A sessão não poderia ter votação nominal, com cada parlamentar dizendo seu voto, porque um pedido de votação nominal ocorreu anteriormente, e o regimento interno prevê uma diferença de 1h entre um pedido de votação nominal e outro.
No caso de uma votação simbólica, o presidente analisa visualmente quem se manifestou contra.
Imagem do momento da votação
Reprodução/TV Câmara
Apoiadores do governo falam em erro de contagem
O deputado Paulo Pimenta justificou a reclamação com a mesa diretora alegando que a contagem de votos foi equivocada.
“No momento da votação 14 parlamentares votaram contrários à votação dos requerimentos. No momento tem um contraste visual entre as pessoas levantadas e sentadas”, afirmou.
“A imprensa tem essas imagens, a secretaria da casa tem as imagens. O resultado da votação foi 14 a 7. TV Senado mostra isso. O regimento é claro no sentido de que o contraste da votação simbólica se dá entre a maioria e minoria dos presentes”.

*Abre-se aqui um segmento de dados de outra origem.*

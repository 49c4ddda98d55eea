//! Remote Engine Adapter
//!
//! gRPC transport for the [`RemoteEngine`](crate::application::ports::RemoteEngine)
//! port: `frame.v1` wire messages, a pooled tonic client and status mapping.

/// `frame.v1` messages and client generated from `proto/frame/v1/dataframe.proto`.
#[allow(
    missing_docs,
    clippy::all,
    clippy::pedantic,
    clippy::nursery,
    clippy::unwrap_used,
    clippy::expect_used
)]
pub mod proto {
    include!(concat!(env!("OUT_DIR"), "/frame.v1.rs"));
}

mod grpc;

pub use grpc::GrpcEngine;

Ele pediu a anulação do resultado. “Eu requiro que se anule o resultado por erro na contagem e anuncie o resultado verdadeiro”.
“Não havendo esse entendimento, vamos interpretar como uma ação do senhor para fraudar o resultado da votação e iremos até o presidente do Congresso para solicitar a imediata anulação da votação que teve aqui. E faremos uma representação no Conselho de Ética por decisão de fraudar o resultado da votação”, prosseguiu.
Ele teve o pedido rejeitado pelo presidente da CPI. Viana afirmou que a votação está mantida e que não seria possível a recontagem.